Zwar gibt es bisher noch keine wirksame Therapie gegen das Coronavirus, doch die Medizin hat seit dem Frühling viel dazugelernt. Die Sterblichkeit hat sich dadurch in allen Altersgruppen reduziert. Das betrifft auch die Intensivmedizin, die jüngste Auswertung des Gesundheitsministeriums zeigt, dass die Mortalität bei jüngeren Intensiv-Patienten bei Covid-19 (bis 64 Jahren) bei durchschnittlich 16 Prozent liegt. Das heißt, 84 Prozent überleben diese schwersten Verläufe dank der intensivmedizinischen Behandlung.

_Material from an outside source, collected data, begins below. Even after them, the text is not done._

//! # Line Parser
//!
//! Turns one RMS log line at a time into updates of a [`StatusDocument`].
//!
//! Two grammars are tried in order:
//! - **Event lines**: `2025/08/09 13:19:51-INFO-StartCapture-line:10 - Starting capture...`
//! - **Summary lines**: `camera_fov_h                    : 88.58`
//!
//! Summary lines belong to the periodic observation summary block, which
//! carries no timestamps of its own. The [`ParserContext`] remembers the
//! timestamps of the last few event lines so summary values can still be
//! dated, and keeps the small amount of state that spans lines (whether a
//! run is in progress, a pending astrometry result, the expected FITS
//! count).
//!
//! Parsing never fails: a line matching neither grammar leaves the document
//! untouched.
//!
//! ## Usage
//!
//! ```
//! use rms_telemetry::parser::{parse_line, ParserContext};
//! use rms_telemetry::status::StatusDocument;
//!
//! let mut ctx = ParserContext::new();
//! let doc = parse_line(
//!     "2025/08/09 13:20:00-INFO-DetectStarsAndMeteors-line:20 - Detected stars: 42",
//!     StatusDocument::new(),
//!     &mut ctx,
//! );
//! assert_eq!(doc.detections.unwrap().n_star, 42);
//! ```

pub mod event;
pub mod summary;

use std::collections::VecDeque;

use crate::status::timestamp::Timestamp;
use crate::status::StatusDocument;

use event::EventLine;
use summary::SummaryLine;

/// Number of recent event timestamps kept for dating summary lines
pub const LOOKBACK_CAPACITY: usize = 5;

/// Astrometry verdict waiting for the summary block that follows it.
#[derive(Debug, Clone, Copy, PartialEq)]
pub struct PendingAstrometry {
    /// Whether the calibration succeeded
    pub good: bool,
    /// Time of the event line that reported it
    pub at: Timestamp,
}

/// Parser state that outlives a single line.
///
/// One context exists per log stream and must only be driven from one
/// thread at a time.
#[derive(Debug, Clone, Default)]
pub struct ParserContext {
    capture_started: bool,
    pending_astrometry: Option<PendingAstrometry>,
    expected_fits: Option<i64>,
    lookback: VecDeque<Timestamp>,
}

impl ParserContext {
    /// Creates an empty context.
    #[must_use]
    pub fn new() -> Self {
        Self::default()
    }

    /// Returns true between "Starting capture" and the following end-of-day.
    #[must_use]
    pub fn capture_started(&self) -> bool {
        self.capture_started
    }

    /// Astrometry result not yet committed to the document.
    #[must_use]
    pub fn pending_astrometry(&self) -> Option<PendingAstrometry> {
        self.pending_astrometry
    }

    /// Expected FITS count waiting for its `total_fits` partner.
    #[must_use]
    pub fn expected_fits(&self) -> Option<i64> {
        self.expected_fits
    }

    /// Most recent event timestamp, if any event line has been seen.
    #[must_use]
    pub fn latest_timestamp(&self) -> Option<Timestamp> {
        self.lookback.back().copied()
    }

    /// Recent event timestamps, oldest first.
    pub fn lookback(&self) -> impl Iterator<Item = &Timestamp> {
        self.lookback.iter()
    }

    fn remember(&mut self, ts: Timestamp) {
        if self.lookback.len() == LOOKBACK_CAPACITY {
            self.lookback.pop_front();
        }
        self.lookback.push_back(ts);
    }
}

/// Parse one log line into `doc`.
///
/// # Arguments
///
/// * `line` - Raw log line, with or without its trailing newline
/// * `doc` - Document to update
/// * `ctx` - Parser state carried between lines
///
/// # Returns
///
/// The updated document. All four sections are present afterwards, even
/// if the line itself was not recognised.
pub fn parse_line(line: &str, doc: StatusDocument, ctx: &mut ParserContext) -> StatusDocument {
    let mut doc = doc;
    doc.ensure_sections();

    let line = line.trim_end_matches(['\r', '\n']);
    if let Some(event) = EventLine::parse(line) {
        event::apply(&event, line, &mut doc, ctx);
        ctx.remember(event.timestamp);
    } else if let Some(entry) = SummaryLine::parse(line) {
        summary::apply(&entry, &mut doc, ctx);
    }

    doc
}

/// Moves `field` forward to `ts`, never backwards.
fn advance(field: &mut Timestamp, ts: Timestamp) {
    if ts > *field {
        *field = ts;
    }
}
//! # Polling Driver
//!
//! The single writer: reads new log lines, runs them through the parser and
//! pushes the resulting documents into the [`TelemetryStore`].
//!
//! The driver owns the [`ParserContext`] and the [`LogTailer`]; neither is
//! ever touched from another thread. It runs on a dedicated OS thread,
//! sleeping between polls in short slices so a shutdown request is noticed
//! within one slice.

use std::fs;
use std::path::{Path, PathBuf};
use std::sync::atomic::{AtomicBool, Ordering};
use std::sync::Arc;
use std::thread::{self, JoinHandle};
use std::time::{Duration, Instant};

use tracing::{debug, info, warn};

use crate::config::Config;
use crate::error::Result;
use crate::parser::{parse_line, ParserContext};
use crate::store::TelemetryStore;
use crate::tailer::{log_files_oldest_first, split_complete_lines, station_id, LogTailer};

/// Reads the RMS logs and feeds the store.
#[derive(Debug)]
pub struct PollingDriver {
    log_dir: PathBuf,
    tailer: LogTailer,
    ctx: ParserContext,
    store: Arc<TelemetryStore>,
    poll_interval: Duration,
    sleep_slice: Duration,
    bootstrap_max_files: usize,
}

impl PollingDriver {
    /// Creates a driver for the log directory and timings in `config`.
    #[must_use]
    pub fn new(config: &Config, store: Arc<TelemetryStore>) -> Self {
        Self {
            log_dir: config.logs.log_dir.clone(),
            tailer: LogTailer::new(config.logs.pattern.clone()),
            ctx: ParserContext::new(),
            store,
            poll_interval: Duration::from_secs(config.logs.poll_interval_s),
            sleep_slice: Duration::from_millis(config.logs.shutdown_slice_ms),
            bootstrap_max_files: config.logs.bootstrap_max_files,
        }
    }

    /// Parser state, for inspection.
    #[must_use]
    pub fn context(&self) -> &ParserContext {
        &self.ctx
    }

    /// Tailer state, for inspection.
    #[must_use]
    pub fn tailer(&self) -> &LogTailer {
        &self.tailer
    }

    /// Replay the logs already on disk.
    ///
    /// Files are parsed oldest first so rollovers inside them fill the
    /// history; only the newest `bootstrap_max_files` are read. The tailer
    /// is left at the end of the newest file.
    ///
    /// # Errors
    ///
    /// Returns error if the log directory cannot be scanned. Unreadable
    /// individual files are logged and skipped.
    pub fn bootstrap(&mut self) -> Result<()> {
        let files = log_files_oldest_first(&self.log_dir, self.tailer.pattern())?;
        let skip = files.len().saturating_sub(self.bootstrap_max_files);

        for (index, path) in files.iter().enumerate() {
            let name = display_name(path);
            if index < skip {
                info!("Skipping log '{}'...", name);
                continue;
            }

            let bytes = match fs::read(path) {
                Ok(bytes) => bytes,
                Err(e) => {
                    warn!("Failed to read log '{}': {}", name, e);
                    continue;
                }
            };

            info!("Parsing log '{}'...", name);
            let is_newest = index + 1 == files.len();
            if is_newest {
                // A trailing partial line is left for the tailer
                let (lines, consumed) = split_complete_lines(&bytes);
                self.apply_lines(&lines, station_id(path));
                self.tailer.resume_at(path.clone(), consumed as u64);
            } else {
                let lines: Vec<String> = String::from_utf8_lossy(&bytes)
                    .lines()
                    .map(str::to_string)
                    .collect();
                self.apply_lines(&lines, station_id(path));
            }
        }

        Ok(())
    }

    /// Run one read-and-parse cycle.
    ///
    /// # Returns
    ///
    /// * `Result<usize>` - Number of lines parsed
    ///
    /// # Errors
    ///
    /// Returns error if the active log cannot be read
    pub fn poll_once(&mut self) -> Result<usize> {
        let lines = self.tailer.poll(&self.log_dir)?;
        let station = self.tailer.state().active.as_deref().and_then(station_id);

        if !lines.is_empty() {
            debug!("Parsing {} new log lines", lines.len());
        }
        self.apply_lines(&lines, station);
        Ok(lines.len())
    }

    /// Feed `lines` through the parser and publish the result.
    ///
    /// A document is published as soon as a line marks the end of the day,
    /// first without the marker so the archived copy holds everything up to
    /// the boundary.
    fn apply_lines(&mut self, lines: &[String], station: Option<String>) {
        let mut doc = self.store.get_current();
        let station_changed = station.is_some() && doc.station_id != station;
        if lines.is_empty() && !station_changed {
            return;
        }
        if station_changed {
            doc.station_id = station;
        }

        for line in lines {
            doc = parse_line(line, doc, &mut self.ctx);
            if doc.end_of_day {
                let mut settled = doc.clone();
                settled.end_of_day = false;
                self.store.set_current(settled);
                self.store.set_current(doc);
                doc = self.store.get_current();
            }
        }

        self.store.set_current(doc);
    }

    /// Poll until `shutdown` is set.
    ///
    /// Failed cycles are logged and the loop carries on with the next one.
    pub fn run(mut self, shutdown: Arc<AtomicBool>) {
        info!(
            "Watching {} every {}s",
            self.log_dir.display(),
            self.poll_interval.as_secs()
        );

        while !shutdown.load(Ordering::Relaxed) {
            let cycle_start = Instant::now();

            if let Err(e) = self.poll_once() {
                warn!("Failed to poll the most recent log: {}", e);
            }

            while !shutdown.load(Ordering::Relaxed) {
                let elapsed = cycle_start.elapsed();
                if elapsed >= self.poll_interval {
                    break;
                }
                thread::sleep(self.sleep_slice.min(self.poll_interval - elapsed));
            }
        }

        info!("Log polling stopped");
    }

    /// Start [`run`](Self::run) on its own named thread.
    ///
    /// # Errors
    ///
    /// Returns error if the thread cannot be spawned
    pub fn spawn(self, shutdown: Arc<AtomicBool>) -> std::io::Result<JoinHandle<()>> {
        thread::Builder::new()
            .name("log-poller".to_string())
            .spawn(move || self.run(shutdown))
    }
}

fn display_name(path: &Path) -> String {
    path.file_name()
        .map(|name| name.to_string_lossy().into_owned())
        .unwrap_or_else(|| path.display().to_string())
}

#[cfg(test)]
mod tests {
    use super::*;
    use crate::status::timestamp::to_iso;
    use chrono::NaiveDate;
    use std::fs::OpenOptions;
    use std::io::Write;
    use std::time::SystemTime;
    use tempfile::TempDir;

    fn test_config(dir: &Path) -> Config {
        let mut config = Config::default();
        config.logs.log_dir = dir.to_path_buf();
        config.logs.poll_interval_s = 1;
        config.logs.shutdown_slice_ms = 20;
        config
    }

    fn append(path: &Path, text: &str) {
        let mut file = OpenOptions::new()
            .create(true)
            .append(true)
            .open(path)
            .unwrap();
        file.write_all(text.as_bytes()).unwrap();
    }

    fn set_age(path: &Path, seconds_ago: u64) {
        let file = OpenOptions::new().append(true).open(path).unwrap();
        file.set_modified(SystemTime::now() - Duration::from_secs(seconds_ago))
            .unwrap();
    }

    fn night_log(day: u32) -> String {
        format!(
            "2025/08/{d:02} 13:19:51-INFO-StartCapture-line:10 - Starting capture for 6.5 hours\n\
             2025/08/{d:02} 14:00:00-INFO-DetectStarsAndMeteors-line:30 - FF detected meteors: {d}\n\
             2025/08/{d:02} 19:49:51-INFO-StartCapture-line:11 - Ending capture...\n\
             2025/08/{d:02} 20:00:00-INFO-StartCapture-line:50 - Next start time: 2025-08-{n:02} 13:18:00 UTC\n",
            d = day,
            n = day + 1
        )
    }

    fn date(day: u32) -> NaiveDate {
        NaiveDate::from_ymd_opt(2025, 8, day).unwrap()
    }

    #[test]
    fn test_poll_once_without_logs() {
        let dir = TempDir::new().unwrap();
        let store = Arc::new(TelemetryStore::default());
        let mut driver = PollingDriver::new(&test_config(dir.path()), Arc::clone(&store));

        assert_eq!(driver.poll_once().unwrap(), 0);
        assert!(store.get_current().is_untouched());
    }

    #[test]
    fn test_poll_once_publishes_lines_and_station() {
        let dir = TempDir::new().unwrap();
        let log = dir.path().join("log_US0001_20250809_131951.log");
        append(
            &log,
            "2025/08/09 13:19:51-INFO-StartCapture-line:10 - Starting capture for 6.5 hours\n\
             2025/08/09 13:20:00-INFO-DetectStarsAndMeteors-line:20 - Detected stars: 42\n",
        );

        let store = Arc::new(TelemetryStore::default());
        let mut driver = PollingDriver::new(&test_config(dir.path()), Arc::clone(&store));
        assert_eq!(driver.poll_once().unwrap(), 2);

        let doc = store.get_current();
        assert_eq!(doc.station_id.as_deref(), Some("US0001"));
        assert!(doc.capture.as_ref().unwrap().running);
        assert_eq!(doc.detections.as_ref().unwrap().n_star, 42);

        append(
            &log,
            "2025/08/09 13:21:00-INFO-DetectStarsAndMeteors-line:30 - 3 detected meteors: 3\n",
        );
        assert_eq!(driver.poll_once().unwrap(), 1);
        assert_eq!(store.get_current().detections.unwrap().n_meteor, 3);
        assert_eq!(
            to_iso(&store.current_last_modified()),
            "2025-08-09T13:21:00Z"
        );
    }

    #[test]
    fn test_rollover_inside_one_poll_archives_whole_night() {
        let dir = TempDir::new().unwrap();
        let log = dir.path().join("log_US0001_20250809_131951.log");
        append(&log, &night_log(9));
        append(
            &log,
            "2025/08/10 13:18:00-INFO-StartCapture-line:10 - Starting capture for 6.4 hours\n",
        );

        let store = Arc::new(TelemetryStore::default());
        let mut driver = PollingDriver::new(&test_config(dir.path()), Arc::clone(&store));
        driver.poll_once().unwrap();

        let archived = store.get_history(None).unwrap().document;
        assert_eq!(archived.detections.as_ref().unwrap().n_meteor, 9);
        assert_eq!(archived.station_id.as_deref(), Some("US0001"));

        let current = store.get_current();
        assert_eq!(current.run_date(), Some(date(10)));
        assert_eq!(current.detections.as_ref().unwrap().n_meteor, 0);
        assert!(driver.context().capture_started());
    }

    #[test]
    fn test_rollover_written_just_before_rotation() {
        let dir = TempDir::new().unwrap();
        let old = dir.path().join("log_US0001_20250809_131951.log");
        let mut night = night_log(9);
        let next_start = night.lines().last().unwrap().to_string();
        night.truncate(night.len() - next_start.len() - 1);
        append(&old, &night);

        let store = Arc::new(TelemetryStore::default());
        let mut driver = PollingDriver::new(&test_config(dir.path()), Arc::clone(&store));
        assert_eq!(driver.poll_once().unwrap(), 3);

        append(&old, &format!("{}\n", next_start));
        set_age(&old, 60);
        append(
            &dir.path().join("log_US0001_20250810_131800.log"),
            "2025/08/10 13:18:00-INFO-StartCapture-line:10 - Starting capture for 6.4 hours\n",
        );
        assert_eq!(driver.poll_once().unwrap(), 2);

        let archived = store.get_history(None).unwrap().document;
        assert_eq!(archived.run_date(), Some(date(9)));
        assert_eq!(archived.detections.as_ref().unwrap().n_meteor, 9);
        assert_eq!(store.get_current().run_date(), Some(date(10)));
    }

    #[test]
    fn test_bootstrap_replays_recent_logs() {
        let dir = TempDir::new().unwrap();
        for (day, age) in [(5, 500), (6, 400), (7, 300), (8, 200)] {
            let log = dir.path().join(format!("log_US0001_202508{:02}_131951.log", day));
            append(&log, &night_log(day));
            set_age(&log, age);
        }

        let mut config = test_config(dir.path());
        config.logs.bootstrap_max_files = 3;
        let store = Arc::new(TelemetryStore::default());
        let mut driver = PollingDriver::new(&config, Arc::clone(&store));
        driver.bootstrap().unwrap();

        assert_eq!(store.list_history_dates(), vec![date(6), date(7), date(8)]);

        let newest = dir.path().join("log_US0001_20250808_131951.log");
        let state = driver.tailer().state();
        assert_eq!(state.active.as_deref(), Some(newest.as_path()));
        assert_eq!(state.offset, night_log(8).len() as u64);

        // Nothing is parsed twice
        assert_eq!(driver.poll_once().unwrap(), 0);
        assert_eq!(store.history_len(), 3);
    }

    #[test]
    fn test_bootstrap_leaves_partial_line_for_tailer() {
        let dir = TempDir::new().unwrap();
        let log = dir.path().join("log_US0001_20250809_131951.log");
        append(
            &log,
            "2025/08/09 13:20:00-INFO-DetectStarsAndMeteors-line:20 - Detected stars: 4",
        );

        let store = Arc::new(TelemetryStore::default());
        let mut driver = PollingDriver::new(&test_config(dir.path()), Arc::clone(&store));
        driver.bootstrap().unwrap();
        assert_eq!(driver.tailer().state().offset, 0);

        append(&log, "2\n");
        assert_eq!(driver.poll_once().unwrap(), 1);
        assert_eq!(store.get_current().detections.unwrap().n_star, 42);
    }

    #[test]
    fn test_run_stops_on_shutdown() {
        let dir = TempDir::new().unwrap();
        let mut config = test_config(dir.path());
        config.logs.poll_interval_s = 3600;

        let store = Arc::new(TelemetryStore::default());
        let driver = PollingDriver::new(&config, store);
        let shutdown = Arc::new(AtomicBool::new(false));
        let handle = driver.spawn(Arc::clone(&shutdown)).unwrap();

        thread::sleep(Duration::from_millis(50));
        let requested = Instant::now();
        shutdown.store(true, Ordering::Relaxed);
        handle.join().unwrap();

        assert!(
            requested.elapsed() < Duration::from_secs(1),
            "driver should stop within one sleep slice"
        );
    }

    #[test]
    fn test_run_survives_failed_polls() {
        let dir = TempDir::new().unwrap();
        let mut config = test_config(dir.path());
        // Invalid glob makes every poll fail
        config.logs.pattern = "log_[.log".to_string();

        let driver = PollingDriver::new(&config, Arc::new(TelemetryStore::default()));
        let shutdown = Arc::new(AtomicBool::new(false));
        let handle = driver.spawn(Arc::clone(&shutdown)).unwrap();

        thread::sleep(Duration::from_millis(50));
        assert!(!handle.is_finished(), "loop keeps running after errors");
        shutdown.store(true, Ordering::Relaxed);
        handle.join().unwrap();
    }
}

Bei Älteren ist es allerdings nur mehr die Hälfte, wobei ganz Betagte in der Regel gar nicht auf Intensivstationen behandelt werden - nicht aus Kapazitätsgründen, sondern, weil sie die dafür nötige körperliche Konstitution nicht mehr mitbringen.
Gestorben wird aber nicht nur im Spital und längst nicht nur in Intensivstationen, wie Greil sagt. Die gemessene Übersterblichkeit liegt auch etwas außerhalb des Bereichs der offiziell bekannten Covid-Sterbefälle. Unsicher ist, ob die Differenz auf eine Untererfassung von Covid-Sterbefällen zurückzuführen ist oder auf Kollateralschäden, weil etwa durch die Belegung der Krankenhäuser mit Corona-Patienten andere Erkrankte nicht ausreichend behandelt werden können.
Klar definierte Falldefinition für Todesfälle
Erfahrungen aus dem Frühling deuten eher auf Ersteres hin, wie Greil sagt. "In der ersten Phase der Pandemie hatten wir keine Übersterblichkeit, auch nicht durch Kollateralschäden." Damals waren die Spitäler zwar nicht derart überlastet, allerdings wurden zahlreiche Stationen und Ambulanzen über Wochen aus Vorsorge geschlossen.
Sein Kollege aus Innsbruck, Michael Joannidis, glaubt - aus anderen Gründen - hingegen an eine leichte Übererfassung. Bei Covid-19 handelt es sich nämlich um eine meldepflichtige Erkrankung. Österreich hält sich dabei an die Definition der Weltgesundheitsorganisation WHO, wonach alle Todesfälle innerhalb von 28 Tagen nach labordiagnostischem Sars-CoV-2-Nachweis als Covid-Sterbefälle gemeldet werden müssen. Bei der saisonalen Grippe werden tatsächlich nur wenige Fälle labordiagnostisch abgeklärt, die Zahl der Grippe-Todesfälle wird über die Übersterblichkeit geschätzt. Gerade in der Gruppe der sehr Betagten können auch "banale Infekte" zum Tod führen, wie Joannidis sagt. Diese werden aber meistens nicht als ursächlich für den Tod bewertet.